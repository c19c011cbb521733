#![cfg_attr(feature = "unstable", feature(test))]

//! Plays and solves Mastermind-style code-guessing games.
//!
//! A secret [`Code`] is a sequence of colors drawn from a palette, as described by
//! [`GameRules`]. Each guess is scored with [`get_feedback_for_guess`], which counts exact
//! matches and color-only matches. The [`AdaptiveGuesser`] finds any secret within
//! `P + L × P` guesses, for palette size `P` and code length `L`.
//!
//! ```
//! use rs_mastermind_solver::*;
//!
//! let rules = GameRules::default();
//! let secret = Code::from([3, 1, 3, 4]);
//!
//! let guesser = AdaptiveGuesser::seeded(rules, 0);
//! let result = play_game_with_guesser(&secret, rules.adaptive_guess_bound(), guesser).unwrap();
//!
//! assert_eq!(result.guesses().last(), Some(&secret));
//! ```

mod code;
mod engine;
mod players;
mod results;
mod solver;

pub use code::*;
pub use engine::*;
pub use players::*;
pub use results::*;
pub use solver::*;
* * *
__Prompt__. Restate all of the material above exactly as written.

__Response area__.
repository c19c011cbb521733
#![cfg_attr(feature = "unstable", feature(test))]

//! Plays and solves Mastermind-style code-guessing games.
//!
//! A secret [`Code`] is a sequence of colors drawn from a palette, as described by
//! [`GameRules`]. Each guess is scored with [`get_feedback_for_guess`], which counts exact
//! matches and color-only matches. The [`AdaptiveGuesser`] finds any secret within
//! `P + L × P` guesses, for palette size `P` and code length `L`.
//!
//! ```
//! use rs_mastermind_solver::*;
//!
//! let rules = GameRules::default();
//! let secret = Code::from([3, 1, 3, 4]);
//!
//! let guesser = AdaptiveGuesser::seeded(rules, 0);
//! let result = play_game_with_guesser(&secret, rules.adaptive_guess_bound(), guesser).unwrap();
//!
//! assert_eq!(result.guesses().last(), Some(&secret));
//! ```

mod code;
mod engine;
mod players;
mod results;
mod solver;

pub use code::*;
pub use engine::*;
pub use players::*;
pub use results::*;
pub use solver::*;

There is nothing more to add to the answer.